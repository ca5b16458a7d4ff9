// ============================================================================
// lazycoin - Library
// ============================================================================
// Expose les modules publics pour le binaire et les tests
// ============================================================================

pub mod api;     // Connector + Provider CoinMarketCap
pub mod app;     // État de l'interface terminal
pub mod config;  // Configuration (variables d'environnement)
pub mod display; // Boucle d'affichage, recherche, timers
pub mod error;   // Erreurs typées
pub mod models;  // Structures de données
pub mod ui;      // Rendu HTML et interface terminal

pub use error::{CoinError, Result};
★ ★ ★ ★
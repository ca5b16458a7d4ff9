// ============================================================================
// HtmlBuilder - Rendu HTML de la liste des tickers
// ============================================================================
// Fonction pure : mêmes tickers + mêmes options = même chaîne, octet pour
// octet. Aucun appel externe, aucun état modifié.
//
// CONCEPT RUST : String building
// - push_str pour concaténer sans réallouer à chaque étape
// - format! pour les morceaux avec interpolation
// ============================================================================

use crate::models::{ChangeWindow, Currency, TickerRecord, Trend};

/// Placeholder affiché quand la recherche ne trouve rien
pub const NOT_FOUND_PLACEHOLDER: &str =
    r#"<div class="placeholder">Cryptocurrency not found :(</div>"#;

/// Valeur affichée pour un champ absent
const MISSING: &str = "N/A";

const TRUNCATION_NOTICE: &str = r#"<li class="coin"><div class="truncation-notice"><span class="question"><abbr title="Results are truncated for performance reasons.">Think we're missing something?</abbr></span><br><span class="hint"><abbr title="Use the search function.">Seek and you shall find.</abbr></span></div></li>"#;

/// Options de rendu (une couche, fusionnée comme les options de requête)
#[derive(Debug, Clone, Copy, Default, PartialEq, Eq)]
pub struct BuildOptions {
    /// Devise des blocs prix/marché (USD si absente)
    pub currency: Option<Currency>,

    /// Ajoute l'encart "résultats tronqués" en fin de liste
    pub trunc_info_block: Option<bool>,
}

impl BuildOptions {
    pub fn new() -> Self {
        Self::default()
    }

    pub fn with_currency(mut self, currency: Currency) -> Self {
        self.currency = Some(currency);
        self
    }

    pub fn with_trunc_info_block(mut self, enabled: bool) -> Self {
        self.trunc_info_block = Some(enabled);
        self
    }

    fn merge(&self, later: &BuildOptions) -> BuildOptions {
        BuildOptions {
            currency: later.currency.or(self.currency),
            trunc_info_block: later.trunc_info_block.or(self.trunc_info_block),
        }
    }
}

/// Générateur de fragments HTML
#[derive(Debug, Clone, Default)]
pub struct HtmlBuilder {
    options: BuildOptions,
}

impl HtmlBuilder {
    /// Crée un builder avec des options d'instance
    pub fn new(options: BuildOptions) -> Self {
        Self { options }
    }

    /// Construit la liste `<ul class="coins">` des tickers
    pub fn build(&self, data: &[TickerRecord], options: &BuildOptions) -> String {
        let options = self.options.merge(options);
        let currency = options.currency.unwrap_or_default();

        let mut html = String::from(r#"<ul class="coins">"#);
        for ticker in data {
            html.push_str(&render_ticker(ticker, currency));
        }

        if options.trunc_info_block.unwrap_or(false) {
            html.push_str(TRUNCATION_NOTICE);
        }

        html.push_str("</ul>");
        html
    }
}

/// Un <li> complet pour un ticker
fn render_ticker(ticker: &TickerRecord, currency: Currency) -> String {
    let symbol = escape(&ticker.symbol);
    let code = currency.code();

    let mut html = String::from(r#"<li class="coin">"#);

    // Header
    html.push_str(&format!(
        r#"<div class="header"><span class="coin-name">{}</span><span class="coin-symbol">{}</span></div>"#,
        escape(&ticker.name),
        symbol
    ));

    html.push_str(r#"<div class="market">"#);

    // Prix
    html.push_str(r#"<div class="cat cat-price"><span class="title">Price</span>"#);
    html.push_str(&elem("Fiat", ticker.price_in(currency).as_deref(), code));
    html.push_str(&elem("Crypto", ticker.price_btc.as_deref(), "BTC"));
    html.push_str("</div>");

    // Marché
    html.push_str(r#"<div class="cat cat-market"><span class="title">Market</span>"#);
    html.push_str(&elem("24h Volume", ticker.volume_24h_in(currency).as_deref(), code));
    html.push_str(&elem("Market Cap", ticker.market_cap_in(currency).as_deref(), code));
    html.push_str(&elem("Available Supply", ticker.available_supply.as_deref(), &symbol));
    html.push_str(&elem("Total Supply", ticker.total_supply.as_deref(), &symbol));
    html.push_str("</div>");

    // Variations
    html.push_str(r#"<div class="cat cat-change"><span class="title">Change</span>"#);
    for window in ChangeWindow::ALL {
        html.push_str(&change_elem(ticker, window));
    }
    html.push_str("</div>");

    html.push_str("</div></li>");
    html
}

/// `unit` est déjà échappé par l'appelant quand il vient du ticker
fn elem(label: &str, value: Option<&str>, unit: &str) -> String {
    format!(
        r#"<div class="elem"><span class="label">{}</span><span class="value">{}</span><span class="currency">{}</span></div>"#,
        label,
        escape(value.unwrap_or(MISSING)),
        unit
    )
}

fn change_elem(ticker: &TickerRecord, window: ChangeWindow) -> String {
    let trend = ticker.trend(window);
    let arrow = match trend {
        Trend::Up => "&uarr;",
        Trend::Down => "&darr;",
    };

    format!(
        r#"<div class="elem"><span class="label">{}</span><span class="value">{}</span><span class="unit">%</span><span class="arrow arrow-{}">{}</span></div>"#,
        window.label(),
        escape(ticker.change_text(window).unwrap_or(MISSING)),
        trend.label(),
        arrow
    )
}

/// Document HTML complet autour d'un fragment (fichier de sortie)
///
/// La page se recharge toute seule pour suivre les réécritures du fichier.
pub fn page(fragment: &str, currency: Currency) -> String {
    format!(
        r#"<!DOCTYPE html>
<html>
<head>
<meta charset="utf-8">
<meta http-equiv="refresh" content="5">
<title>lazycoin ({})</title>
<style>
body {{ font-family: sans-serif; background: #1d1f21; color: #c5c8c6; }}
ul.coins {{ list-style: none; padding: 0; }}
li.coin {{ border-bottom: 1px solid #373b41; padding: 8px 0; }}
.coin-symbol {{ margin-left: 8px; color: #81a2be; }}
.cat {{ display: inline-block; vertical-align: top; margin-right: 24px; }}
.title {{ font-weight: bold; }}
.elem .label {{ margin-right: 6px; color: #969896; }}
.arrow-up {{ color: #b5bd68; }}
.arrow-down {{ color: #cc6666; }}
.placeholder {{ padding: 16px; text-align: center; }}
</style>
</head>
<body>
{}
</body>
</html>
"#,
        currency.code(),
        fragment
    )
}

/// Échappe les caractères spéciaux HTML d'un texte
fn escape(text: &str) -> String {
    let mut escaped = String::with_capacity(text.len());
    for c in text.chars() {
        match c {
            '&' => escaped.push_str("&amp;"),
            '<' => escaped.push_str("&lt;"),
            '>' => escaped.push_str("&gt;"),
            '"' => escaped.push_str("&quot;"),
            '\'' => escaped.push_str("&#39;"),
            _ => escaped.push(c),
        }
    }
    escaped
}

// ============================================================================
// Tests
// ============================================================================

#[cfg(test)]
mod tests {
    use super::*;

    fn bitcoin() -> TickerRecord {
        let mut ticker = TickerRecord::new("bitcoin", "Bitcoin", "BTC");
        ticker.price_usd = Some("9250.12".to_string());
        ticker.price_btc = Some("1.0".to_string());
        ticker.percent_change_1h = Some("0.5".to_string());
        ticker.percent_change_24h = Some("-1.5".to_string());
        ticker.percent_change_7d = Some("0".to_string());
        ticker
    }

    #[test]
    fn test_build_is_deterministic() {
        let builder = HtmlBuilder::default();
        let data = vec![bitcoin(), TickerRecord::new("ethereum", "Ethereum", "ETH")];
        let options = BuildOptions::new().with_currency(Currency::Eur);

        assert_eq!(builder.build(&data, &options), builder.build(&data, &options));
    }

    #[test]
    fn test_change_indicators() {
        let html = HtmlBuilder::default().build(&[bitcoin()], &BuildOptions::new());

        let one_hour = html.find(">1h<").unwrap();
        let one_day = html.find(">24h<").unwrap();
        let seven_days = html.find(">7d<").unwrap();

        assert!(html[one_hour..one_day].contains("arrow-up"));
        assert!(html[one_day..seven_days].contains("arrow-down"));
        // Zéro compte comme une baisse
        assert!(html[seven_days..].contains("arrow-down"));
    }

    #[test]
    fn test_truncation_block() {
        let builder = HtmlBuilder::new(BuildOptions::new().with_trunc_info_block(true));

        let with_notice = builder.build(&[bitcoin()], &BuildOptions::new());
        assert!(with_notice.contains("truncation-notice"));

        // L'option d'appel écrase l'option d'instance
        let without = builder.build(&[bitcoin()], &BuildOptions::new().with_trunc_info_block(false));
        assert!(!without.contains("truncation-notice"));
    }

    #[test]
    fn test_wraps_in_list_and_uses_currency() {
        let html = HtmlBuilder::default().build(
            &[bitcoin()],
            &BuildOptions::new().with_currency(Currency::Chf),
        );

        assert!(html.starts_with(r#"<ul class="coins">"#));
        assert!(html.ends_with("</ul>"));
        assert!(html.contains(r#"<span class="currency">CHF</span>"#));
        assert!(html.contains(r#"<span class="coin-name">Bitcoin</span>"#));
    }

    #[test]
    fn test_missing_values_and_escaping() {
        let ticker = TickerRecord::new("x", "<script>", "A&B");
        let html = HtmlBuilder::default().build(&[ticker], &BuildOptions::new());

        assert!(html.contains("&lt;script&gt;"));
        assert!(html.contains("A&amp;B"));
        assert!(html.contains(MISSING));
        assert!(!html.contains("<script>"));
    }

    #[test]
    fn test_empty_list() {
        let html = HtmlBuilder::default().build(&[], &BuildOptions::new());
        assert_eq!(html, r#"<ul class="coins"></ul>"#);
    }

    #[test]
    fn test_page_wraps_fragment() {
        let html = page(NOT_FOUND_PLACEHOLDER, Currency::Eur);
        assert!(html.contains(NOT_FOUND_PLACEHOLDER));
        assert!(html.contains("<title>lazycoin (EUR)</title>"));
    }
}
★ ★ ★ ★
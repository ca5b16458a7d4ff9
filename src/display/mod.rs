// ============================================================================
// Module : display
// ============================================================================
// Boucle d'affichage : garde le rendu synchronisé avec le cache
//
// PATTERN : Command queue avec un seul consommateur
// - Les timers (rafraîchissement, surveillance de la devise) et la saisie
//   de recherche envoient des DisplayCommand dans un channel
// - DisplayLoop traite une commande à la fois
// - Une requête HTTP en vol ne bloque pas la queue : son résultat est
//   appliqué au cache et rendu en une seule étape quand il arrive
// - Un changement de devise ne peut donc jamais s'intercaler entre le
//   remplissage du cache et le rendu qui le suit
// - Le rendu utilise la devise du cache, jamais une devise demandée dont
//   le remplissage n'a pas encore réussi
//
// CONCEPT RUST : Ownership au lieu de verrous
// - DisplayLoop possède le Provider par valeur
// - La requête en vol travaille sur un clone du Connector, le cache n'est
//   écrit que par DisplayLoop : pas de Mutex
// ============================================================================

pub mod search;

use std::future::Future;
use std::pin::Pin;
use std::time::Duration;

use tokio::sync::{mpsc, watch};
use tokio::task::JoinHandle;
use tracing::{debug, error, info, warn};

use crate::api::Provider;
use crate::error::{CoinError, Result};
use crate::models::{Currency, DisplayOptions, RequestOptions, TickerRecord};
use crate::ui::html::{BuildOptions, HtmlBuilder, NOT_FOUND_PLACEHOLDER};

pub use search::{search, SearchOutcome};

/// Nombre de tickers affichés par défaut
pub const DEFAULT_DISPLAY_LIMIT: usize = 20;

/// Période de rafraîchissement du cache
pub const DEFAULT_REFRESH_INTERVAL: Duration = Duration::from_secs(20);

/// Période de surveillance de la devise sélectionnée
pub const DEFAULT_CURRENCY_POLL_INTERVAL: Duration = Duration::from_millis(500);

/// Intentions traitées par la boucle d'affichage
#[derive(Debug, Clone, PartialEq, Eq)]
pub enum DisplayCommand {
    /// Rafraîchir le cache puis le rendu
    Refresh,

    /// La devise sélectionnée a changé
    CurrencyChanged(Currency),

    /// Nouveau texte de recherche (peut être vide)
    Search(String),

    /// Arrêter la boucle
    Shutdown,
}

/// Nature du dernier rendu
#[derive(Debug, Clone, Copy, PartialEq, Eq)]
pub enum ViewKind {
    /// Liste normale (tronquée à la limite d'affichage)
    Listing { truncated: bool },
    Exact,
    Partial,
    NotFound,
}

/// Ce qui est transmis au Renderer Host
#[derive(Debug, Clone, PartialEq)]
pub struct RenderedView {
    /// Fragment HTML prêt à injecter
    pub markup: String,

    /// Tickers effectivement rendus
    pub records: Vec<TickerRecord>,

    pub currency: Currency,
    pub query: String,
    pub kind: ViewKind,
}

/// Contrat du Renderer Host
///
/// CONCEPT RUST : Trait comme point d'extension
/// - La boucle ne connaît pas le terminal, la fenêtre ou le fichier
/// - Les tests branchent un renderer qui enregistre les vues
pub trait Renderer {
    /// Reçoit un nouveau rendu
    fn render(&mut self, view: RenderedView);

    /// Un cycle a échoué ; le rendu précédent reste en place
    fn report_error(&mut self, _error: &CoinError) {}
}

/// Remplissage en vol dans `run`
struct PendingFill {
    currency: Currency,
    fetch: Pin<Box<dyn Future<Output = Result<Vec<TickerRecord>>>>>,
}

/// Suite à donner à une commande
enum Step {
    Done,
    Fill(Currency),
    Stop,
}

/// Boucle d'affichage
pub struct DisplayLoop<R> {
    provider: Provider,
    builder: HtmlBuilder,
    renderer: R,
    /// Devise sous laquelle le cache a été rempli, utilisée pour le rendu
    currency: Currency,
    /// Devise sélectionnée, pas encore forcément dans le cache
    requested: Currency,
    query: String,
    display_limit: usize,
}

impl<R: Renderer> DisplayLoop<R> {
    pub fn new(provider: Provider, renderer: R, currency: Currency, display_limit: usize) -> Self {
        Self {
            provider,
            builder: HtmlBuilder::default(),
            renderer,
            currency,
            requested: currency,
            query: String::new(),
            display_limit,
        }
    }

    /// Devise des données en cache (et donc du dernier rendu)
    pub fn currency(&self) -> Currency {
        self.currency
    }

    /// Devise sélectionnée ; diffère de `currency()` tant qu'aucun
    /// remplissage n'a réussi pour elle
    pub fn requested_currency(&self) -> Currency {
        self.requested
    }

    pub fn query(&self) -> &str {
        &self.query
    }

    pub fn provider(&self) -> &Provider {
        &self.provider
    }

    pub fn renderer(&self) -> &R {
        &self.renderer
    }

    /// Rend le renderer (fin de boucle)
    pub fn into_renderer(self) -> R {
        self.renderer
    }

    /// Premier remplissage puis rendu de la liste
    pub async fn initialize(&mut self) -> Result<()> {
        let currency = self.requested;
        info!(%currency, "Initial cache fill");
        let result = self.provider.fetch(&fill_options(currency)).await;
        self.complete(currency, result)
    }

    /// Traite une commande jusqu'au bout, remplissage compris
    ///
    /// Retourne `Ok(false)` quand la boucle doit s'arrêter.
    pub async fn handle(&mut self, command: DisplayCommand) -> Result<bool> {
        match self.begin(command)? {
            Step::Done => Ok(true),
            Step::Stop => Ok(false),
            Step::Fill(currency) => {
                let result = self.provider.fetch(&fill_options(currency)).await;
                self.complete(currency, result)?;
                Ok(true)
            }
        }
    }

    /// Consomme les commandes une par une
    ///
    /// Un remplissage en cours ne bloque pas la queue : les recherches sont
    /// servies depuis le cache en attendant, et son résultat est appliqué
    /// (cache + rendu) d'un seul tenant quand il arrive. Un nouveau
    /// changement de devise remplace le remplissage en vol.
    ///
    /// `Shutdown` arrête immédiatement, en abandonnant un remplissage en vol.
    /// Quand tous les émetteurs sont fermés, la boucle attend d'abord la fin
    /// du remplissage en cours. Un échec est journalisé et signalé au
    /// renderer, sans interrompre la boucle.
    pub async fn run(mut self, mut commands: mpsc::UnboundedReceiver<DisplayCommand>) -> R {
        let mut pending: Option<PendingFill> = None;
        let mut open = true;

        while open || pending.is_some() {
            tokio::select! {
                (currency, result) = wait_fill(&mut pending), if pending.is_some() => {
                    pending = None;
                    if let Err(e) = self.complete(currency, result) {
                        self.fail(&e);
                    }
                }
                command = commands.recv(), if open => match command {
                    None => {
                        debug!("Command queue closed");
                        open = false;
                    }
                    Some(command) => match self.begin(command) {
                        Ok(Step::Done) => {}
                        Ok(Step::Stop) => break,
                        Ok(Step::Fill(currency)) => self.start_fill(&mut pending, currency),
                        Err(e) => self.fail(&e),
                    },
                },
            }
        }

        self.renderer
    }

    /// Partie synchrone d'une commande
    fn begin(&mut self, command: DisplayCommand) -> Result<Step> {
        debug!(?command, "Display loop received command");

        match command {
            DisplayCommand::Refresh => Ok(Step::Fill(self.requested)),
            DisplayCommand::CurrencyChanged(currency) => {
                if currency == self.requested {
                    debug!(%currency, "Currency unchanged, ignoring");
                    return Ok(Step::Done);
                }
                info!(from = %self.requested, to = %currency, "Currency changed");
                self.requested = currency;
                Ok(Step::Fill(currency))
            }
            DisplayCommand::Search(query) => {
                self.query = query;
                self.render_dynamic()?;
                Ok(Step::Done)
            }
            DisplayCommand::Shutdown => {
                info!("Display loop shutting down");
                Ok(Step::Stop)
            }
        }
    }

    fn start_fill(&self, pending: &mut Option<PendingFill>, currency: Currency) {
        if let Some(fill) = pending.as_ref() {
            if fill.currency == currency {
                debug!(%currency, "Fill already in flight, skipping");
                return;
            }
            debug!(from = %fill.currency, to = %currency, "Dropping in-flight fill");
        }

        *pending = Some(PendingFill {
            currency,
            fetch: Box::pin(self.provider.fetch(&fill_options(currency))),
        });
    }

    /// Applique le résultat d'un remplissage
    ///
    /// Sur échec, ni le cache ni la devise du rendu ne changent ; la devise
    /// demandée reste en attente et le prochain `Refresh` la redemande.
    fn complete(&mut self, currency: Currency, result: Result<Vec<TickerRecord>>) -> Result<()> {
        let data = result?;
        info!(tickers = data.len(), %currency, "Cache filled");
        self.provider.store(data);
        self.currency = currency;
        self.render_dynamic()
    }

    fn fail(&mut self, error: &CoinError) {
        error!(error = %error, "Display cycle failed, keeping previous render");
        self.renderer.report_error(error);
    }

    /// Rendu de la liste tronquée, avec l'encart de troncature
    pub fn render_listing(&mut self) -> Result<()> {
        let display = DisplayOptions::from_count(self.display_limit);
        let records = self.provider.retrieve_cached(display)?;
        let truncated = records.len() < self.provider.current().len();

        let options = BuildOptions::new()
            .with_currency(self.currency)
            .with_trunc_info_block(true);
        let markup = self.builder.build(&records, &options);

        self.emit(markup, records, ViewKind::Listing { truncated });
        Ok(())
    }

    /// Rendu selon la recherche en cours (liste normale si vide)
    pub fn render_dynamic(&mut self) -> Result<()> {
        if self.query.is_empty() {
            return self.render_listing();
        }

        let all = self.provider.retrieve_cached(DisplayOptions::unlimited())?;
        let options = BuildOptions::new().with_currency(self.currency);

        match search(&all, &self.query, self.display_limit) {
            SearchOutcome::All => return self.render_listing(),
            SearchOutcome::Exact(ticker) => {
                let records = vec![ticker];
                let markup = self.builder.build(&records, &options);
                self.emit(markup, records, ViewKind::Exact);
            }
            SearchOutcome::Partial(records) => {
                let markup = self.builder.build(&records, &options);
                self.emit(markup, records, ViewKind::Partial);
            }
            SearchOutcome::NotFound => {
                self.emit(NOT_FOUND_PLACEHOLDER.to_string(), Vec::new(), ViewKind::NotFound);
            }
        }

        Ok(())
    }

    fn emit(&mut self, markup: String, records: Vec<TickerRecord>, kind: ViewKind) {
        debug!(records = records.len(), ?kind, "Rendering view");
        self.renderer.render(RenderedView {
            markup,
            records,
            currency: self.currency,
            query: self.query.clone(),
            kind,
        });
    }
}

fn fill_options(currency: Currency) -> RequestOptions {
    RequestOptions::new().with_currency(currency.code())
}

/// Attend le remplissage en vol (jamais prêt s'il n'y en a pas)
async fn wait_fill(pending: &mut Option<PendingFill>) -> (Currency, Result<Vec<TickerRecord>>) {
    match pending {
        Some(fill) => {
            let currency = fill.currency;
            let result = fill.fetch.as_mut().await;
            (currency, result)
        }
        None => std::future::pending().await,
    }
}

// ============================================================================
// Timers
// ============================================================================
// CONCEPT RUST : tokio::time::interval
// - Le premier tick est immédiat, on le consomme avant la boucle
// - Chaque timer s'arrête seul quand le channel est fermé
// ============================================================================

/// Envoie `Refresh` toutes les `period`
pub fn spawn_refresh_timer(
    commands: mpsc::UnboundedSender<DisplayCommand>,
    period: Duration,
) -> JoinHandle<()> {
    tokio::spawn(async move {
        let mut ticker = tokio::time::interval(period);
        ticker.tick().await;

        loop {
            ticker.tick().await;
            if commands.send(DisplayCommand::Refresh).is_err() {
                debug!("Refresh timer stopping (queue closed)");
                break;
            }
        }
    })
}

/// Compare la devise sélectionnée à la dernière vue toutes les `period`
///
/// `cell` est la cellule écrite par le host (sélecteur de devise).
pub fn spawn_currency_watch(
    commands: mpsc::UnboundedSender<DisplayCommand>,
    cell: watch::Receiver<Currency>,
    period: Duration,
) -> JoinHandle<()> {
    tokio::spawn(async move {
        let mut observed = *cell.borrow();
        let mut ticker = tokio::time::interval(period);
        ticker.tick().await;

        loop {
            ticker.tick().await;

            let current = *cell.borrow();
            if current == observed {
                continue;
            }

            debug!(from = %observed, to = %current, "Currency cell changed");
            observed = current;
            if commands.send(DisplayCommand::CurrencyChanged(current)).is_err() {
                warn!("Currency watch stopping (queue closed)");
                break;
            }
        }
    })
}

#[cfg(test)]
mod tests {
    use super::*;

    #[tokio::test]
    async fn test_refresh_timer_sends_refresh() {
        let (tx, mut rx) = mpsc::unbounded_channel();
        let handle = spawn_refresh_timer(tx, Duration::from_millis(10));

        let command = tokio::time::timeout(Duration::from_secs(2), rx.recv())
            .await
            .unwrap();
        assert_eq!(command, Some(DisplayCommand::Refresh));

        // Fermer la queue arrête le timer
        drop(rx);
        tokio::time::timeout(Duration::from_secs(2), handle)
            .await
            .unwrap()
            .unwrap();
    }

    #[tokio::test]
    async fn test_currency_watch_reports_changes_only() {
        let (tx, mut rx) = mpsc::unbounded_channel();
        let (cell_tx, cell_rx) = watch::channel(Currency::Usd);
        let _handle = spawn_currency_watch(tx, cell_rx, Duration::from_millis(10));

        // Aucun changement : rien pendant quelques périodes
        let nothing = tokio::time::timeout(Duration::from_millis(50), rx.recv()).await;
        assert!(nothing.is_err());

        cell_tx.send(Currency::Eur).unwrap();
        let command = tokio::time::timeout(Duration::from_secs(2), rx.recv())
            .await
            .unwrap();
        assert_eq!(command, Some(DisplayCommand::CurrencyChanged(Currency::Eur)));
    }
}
★ ★ ★ ★
Exercise prompt: Check every line of the data, and copy the ones that contain "warn".

Exercise output:
use tracing::{debug, error, info, warn};
                warn!("Currency watch stopping (queue closed)");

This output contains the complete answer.